Around 50 thousand Russian citizens have fought for the separatist army in the first two years of the war, according to Aleksandr Borodai, a former so-called “Prime Minister” of the separatist “Donetsk People’s Republic” in the summer of 2014 and himself a Russian citizen living in Moscow and a political consultant.
In a letter he wrote to a Russian Orthodox Church bishop in March of 2016, Borodai offers to coordinate assistance to these “veterans,” citing the Orthodox Church’s track record of “helping those who find themselves in difficult circumstances, working in hospitals, cooperation with Russian armed forces.”
“We ask you to consider this proposal of cooperation in the provision of care for the wounded fighters and the families of the ones who died,” writes Borodai, lamenting that the organization he leads, the Union of Donbas Volunteers, cannot handle such a geographically dispersed assistance effort.

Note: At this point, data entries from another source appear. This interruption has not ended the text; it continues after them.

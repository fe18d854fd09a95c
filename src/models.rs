//! Core data structures for the wiki.
//!
//! These structs are the shared language between the repository layer (SQL),
//! the service layer, and the output layer (serde_json). They are plain data:
//! a page, the append-only revisions that point at it, and the immutable
//! texts those revisions carry.

use rusqlite::types::{FromSql, FromSqlResult, ToSql, ToSqlOutput, ValueRef};
use serde::{Deserialize, Serialize};

macro_rules! row_id {
    ($(#[$meta:meta])* $name:ident) => {
        $(#[$meta])*
        #[derive(Debug, Clone, Copy, PartialEq, Eq, PartialOrd, Ord, Hash, Serialize, Deserialize)]
        #[serde(transparent)]
        pub struct $name(pub i64);

        impl std::fmt::Display for $name {
            fn fmt(&self, f: &mut std::fmt::Formatter<'_>) -> std::fmt::Result {
                write!(f, "{}", self.0)
            }
        }

        impl std::str::FromStr for $name {
            type Err = std::num::ParseIntError;

            fn from_str(s: &str) -> Result<Self, Self::Err> {
                s.parse().map(Self)
            }
        }

        impl ToSql for $name {
            fn to_sql(&self) -> rusqlite::Result<ToSqlOutput<'_>> {
                Ok(ToSqlOutput::from(self.0))
            }
        }

        impl FromSql for $name {
            fn column_result(value: ValueRef<'_>) -> FromSqlResult<Self> {
                i64::column_result(value).map(Self)
            }
        }
    };
}

row_id!(
    /// Primary key of a page.
    PageId
);
row_id!(
    /// Primary key of a revision.
    RevisionId
);
row_id!(
    /// Primary key of a text blob.
    TextId
);

/// A wiki page. The title is stored in sanitized form and is unique without
/// regard to case. `latest_rev` names the current revision.
#[derive(Debug, Clone, PartialEq, Eq, Serialize)]
pub struct Page {
    pub page_id: PageId,
    pub title: String,
    pub latest_rev: Option<RevisionId>,
    pub created_at: String,
}

impl Page {
    /// The title as shown to readers: underscores become spaces.
    pub fn display_title(&self) -> String {
        self.title.replace('_', " ")
    }
}

/// One point in a page's history. Never updated after insertion.
#[derive(Debug, Clone, PartialEq, Eq, Serialize)]
pub struct Revision {
    pub rev_id: RevisionId,
    pub page_id: PageId,
    pub text_id: TextId,
    pub created_at: String,
}

/// Content of one revision. Never updated after insertion.
#[derive(Debug, Clone, PartialEq, Eq, Serialize)]
pub struct Text {
    pub text_id: TextId,
    pub content: String,
    pub created_at: String,
}

/// A page together with one of its revisions and that revision's text.
/// Composed on read, never stored.
#[derive(Debug, Clone, PartialEq, Eq, Serialize)]
pub struct PageBundle {
    pub page: Page,
    pub revision: Revision,
    pub text: Text,
}

/// Partial update of a page. Absent fields are left alone.
#[derive(Debug, Clone, Default, PartialEq, Eq)]
pub struct PageUpdate {
    pub title: Option<String>,
    pub content: Option<String>,
}

impl PageUpdate {
    pub fn title(title: impl Into<String>) -> Self {
        Self {
            title: Some(title.into()),
            content: None,
        }
    }

    pub fn content(content: impl Into<String>) -> Self {
        Self {
            title: None,
            content: Some(content.into()),
        }
    }

    pub fn is_empty(&self) -> bool {
        self.title.is_none() && self.content.is_none()
    }
}

#[cfg(test)]
mod tests {
    use super::*;

    #[test]
    fn display_title_replaces_underscores() {
        let page = Page {
            page_id: PageId(1),
            title: "Intro_Guide".to_string(),
            latest_rev: Some(RevisionId(1)),
            created_at: "2024-01-15T10:00:00Z".to_string(),
        };
        assert_eq!(page.display_title(), "Intro Guide");
    }

    #[test]
    fn ids_serialize_as_plain_numbers() {
        let rev = Revision {
            rev_id: RevisionId(7),
            page_id: PageId(3),
            text_id: TextId(9),
            created_at: "2024-01-15T10:00:00Z".to_string(),
        };
        let json = serde_json::to_value(&rev).unwrap();
        assert_eq!(json["rev_id"], 7);
        assert_eq!(json["page_id"], 3);
        assert_eq!(json["text_id"], 9);
    }

    #[test]
    fn ids_parse_from_strings() {
        assert_eq!("42".parse::<PageId>().unwrap(), PageId(42));
        assert!("abc".parse::<RevisionId>().is_err());
        assert_eq!(TextId(5).to_string(), "5");
    }

    #[test]
    fn page_update_constructors() {
        assert!(PageUpdate::default().is_empty());
        assert_eq!(PageUpdate::title("A").title.as_deref(), Some("A"));
        assert!(PageUpdate::title("A").content.is_none());
        assert_eq!(PageUpdate::content("").content.as_deref(), Some(""));
    }
}
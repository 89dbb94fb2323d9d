//! Per-point animation rules.
//!
//! These functions are the reference for the WGSL programs bundled below and
//! are evaluated on the host for tests and CPU fallbacks. Every output is a
//! pure function of the base attributes and the current uniforms; nothing is
//! carried between frames.

use crate::animation::{smoothstep, AnimationState};
use crate::constants::*;
use glam::{Mat4, Vec2, Vec3};

pub static TREE_WGSL: &str = include_str!("../shaders/tree.wgsl");
pub static SNOW_WGSL: &str = include_str!("../shaders/snow.wgsl");
pub static TRAIL_WGSL: &str = include_str!("../shaders/trail.wgsl");

/// Uniform block shared by the point programs. `model` places the points;
/// tree-group draws carry the tree offset, world-space draws identity.
#[repr(C)]
#[derive(Copy, Clone, Debug, bytemuck::Pod, bytemuck::Zeroable)]
pub struct SceneUniforms {
    pub view_proj: [[f32; 4]; 4],
    pub view: [[f32; 4]; 4],
    pub model: [[f32; 4]; 4],
    pub time: f32,
    pub flash: f32,
    pub unleash: f32,
    pub box_height: f32,
    pub tree_height: f32,
    pub tree_radius: f32,
    pub _pad: [f32; 2],
}

impl SceneUniforms {
    pub fn new(view: Mat4, proj: Mat4, anim: &AnimationState) -> Self {
        Self {
            view_proj: (proj * view).to_cols_array_2d(),
            view: view.to_cols_array_2d(),
            model: Mat4::IDENTITY.to_cols_array_2d(),
            time: anim.time,
            flash: anim.flash,
            unleash: anim.unleash,
            box_height: SNOW_BOX_HEIGHT,
            tree_height: TREE_HEIGHT,
            tree_radius: TREE_RADIUS,
            _pad: [0.0; 2],
        }
    }

    pub fn with_model(mut self, model: Mat4) -> Self {
        self.model = model.to_cols_array_2d();
        self
    }

    /// Cone dimensions used by the tree program's breathing normal.
    pub fn with_tree(mut self, height: f32, radius: f32) -> Self {
        self.tree_height = height;
        self.tree_radius = radius;
        self
    }

    pub fn model_matrix(&self) -> Mat4 {
        Mat4::from_cols_array_2d(&self.model)
    }
}

/// Vertex stage output for one point.
#[derive(Clone, Copy, Debug, PartialEq)]
pub struct PointOut {
    pub position: Vec3,
    pub color: Vec3,
    pub point_size: f32,
    pub alpha: f32,
}

/// Fragment stage output, premultiplication left to the blend state.
#[derive(Clone, Copy, Debug, PartialEq)]
pub struct FragmentOut {
    pub color: Vec3,
    pub alpha: f32,
}

/// Per-point inputs of the tree program.
#[derive(Clone, Copy, Debug)]
pub struct TreePoint {
    pub base: Vec3,
    pub normal: Vec3,
    pub color: Vec3,
    pub seed: Vec3,
    pub speed: f32,
    pub scale: f32,
}

#[inline]
fn attenuate(size: f32, numerator: f32, view_depth: f32) -> f32 {
    // view space looks down -Z, so visible points have negative depth
    size * (numerator / (-view_depth).max(MIN_VIEW_DEPTH))
}

/// Tree vertex rule: breathing, bob, twist, then the unleash burst.
pub fn tree_vertex(p: &TreePoint, u: &AnimationState, view_depth: f32) -> PointOut {
    let t = u.time;
    let mut pos = p.base;
    let mut color = p.color;

    let breath = (t * BREATH_FREQ + p.seed.y * 10.0).sin();
    pos += p.normal * breath * BREATH_AMPLITUDE;
    pos.y += (t * p.speed + p.seed.x * 10.0).sin() * BOB_AMPLITUDE;

    pos.x += (t + pos.y).cos() * TWIST_AMPLITUDE;
    pos.z += (t + pos.y).sin() * TWIST_AMPLITUDE;

    let factor = smoothstep(0.0, 1.0, u.unleash);
    if factor > UNLEASH_THRESHOLD {
        let center = Vec3::new(0.0, pos.y, 0.0);
        let dir = (pos - center + Vec3::splat(DIRECTION_EPSILON)).normalize();
        let curl = curl_offset(t, p.seed) * factor * UNLEASH_NOISE;
        pos += dir * factor * UNLEASH_EXPANSION + curl;
        color = color.lerp(Vec3::from_array(UNLEASH_WHITE), factor * 0.5);
    }

    let point_size = attenuate(p.scale, TREE_SIZE_ATTENUATION, view_depth)
        * (1.0 + u.unleash * UNLEASH_SIZE_GAIN);
    let alpha = 0.6 + 0.4 * (t * 3.0 + p.seed.z * 20.0).sin();

    PointOut {
        position: pos,
        color,
        point_size,
        alpha,
    }
}

#[inline]
fn curl_offset(t: f32, seed: Vec3) -> Vec3 {
    Vec3::new(
        (t * 3.0 + seed.x * 10.0).sin(),
        (t * 2.5 + seed.y * 10.0).cos(),
        (t * 3.0 + seed.z * 10.0).sin(),
    )
}

/// Distance of a sprite sample from the sprite center, or `None` when the
/// sample lies outside the circular footprint and must be discarded.
#[inline]
fn sprite_distance(point_coord: Vec2) -> Option<f32> {
    let d = (point_coord - Vec2::splat(0.5)).length();
    (d <= 0.5).then_some(d)
}

/// Soft circular falloff `(1 - 2d)^exponent`.
#[inline]
pub fn sprite_falloff(d: f32, exponent: f32) -> f32 {
    (1.0 - d * 2.0).max(0.0).powf(exponent)
}

pub fn tree_fragment(
    point_coord: Vec2,
    color: Vec3,
    alpha: f32,
    u: &AnimationState,
) -> Option<FragmentOut> {
    let d = sprite_distance(point_coord)?;
    let strength = sprite_falloff(d, 1.5);
    let color = color + Vec3::splat(u.flash * 0.8) + Vec3::splat(u.unleash * 0.5);
    Some(FragmentOut {
        color,
        alpha: strength * (alpha + u.flash * 0.5),
    })
}

/// Snow vertex rule: endless fall inside the box with a gentle sway.
pub fn snow_vertex(
    base: Vec3,
    seed: Vec3,
    speed: f32,
    size: f32,
    time: f32,
    box_height: f32,
    view_depth: f32,
) -> PointOut {
    let mut pos = base;
    let fall = time * speed * 2.0;
    pos.y = (pos.y - fall).rem_euclid(box_height) - box_height * 0.5;
    pos.x += (time * 0.5 + seed.y).sin() * 0.5;
    pos.z += (time * 0.3 + seed.z).cos() * 0.5;
    PointOut {
        position: pos,
        color: Vec3::ONE,
        point_size: attenuate(size, SNOW_SIZE_ATTENUATION, view_depth),
        alpha: 0.5 + 0.5 * (time + seed.x * 10.0).sin(),
    }
}

pub fn snow_fragment(point_coord: Vec2, color: Vec3, alpha: f32) -> Option<FragmentOut> {
    let d = sprite_distance(point_coord)?;
    Some(FragmentOut {
        color,
        alpha: sprite_falloff(d, 2.0) * alpha * 0.8,
    })
}

/// Trail points are driven by their stored alpha only.
pub fn trail_point(position: Vec3, alpha: f32) -> PointOut {
    PointOut {
        position,
        color: Vec3::from_array(TRAIL_COLOR),
        point_size: TRAIL_POINT_SIZE * alpha,
        alpha,
    }
}

pub fn trail_fragment(point_coord: Vec2, alpha: f32) -> Option<FragmentOut> {
    sprite_distance(point_coord)?;
    Some(FragmentOut {
        color: Vec3::from_array(TRAIL_COLOR),
        alpha,
    })
}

The letter was leaked from a hacked mailbox of Olga Kulygina, another Russian citizen who was apprehended in the summer of 2014 while fighting for the separatists and was later exchanged for 17 Ukrainian hostages. She is a well-known associate of both Borodai and an early military leader of Russia’s proxy army in Donbas, Igor Stelkov (Girkin). The letter was published on the website of Myrotvorets, a Ukrainian web site most widely known for an extensive crowd-sourced database of pro-Russian fighters and associates.
Recently, Myrotvorets published an interactive map of the origins of Russian mercenaries in Donbas. Earlier, it found itself in the epicenter of an international scandal when it published a list of over 4,000 journalists accredited in with the so-called authorities of the Luhansk and Donetsk “People’s Republics.”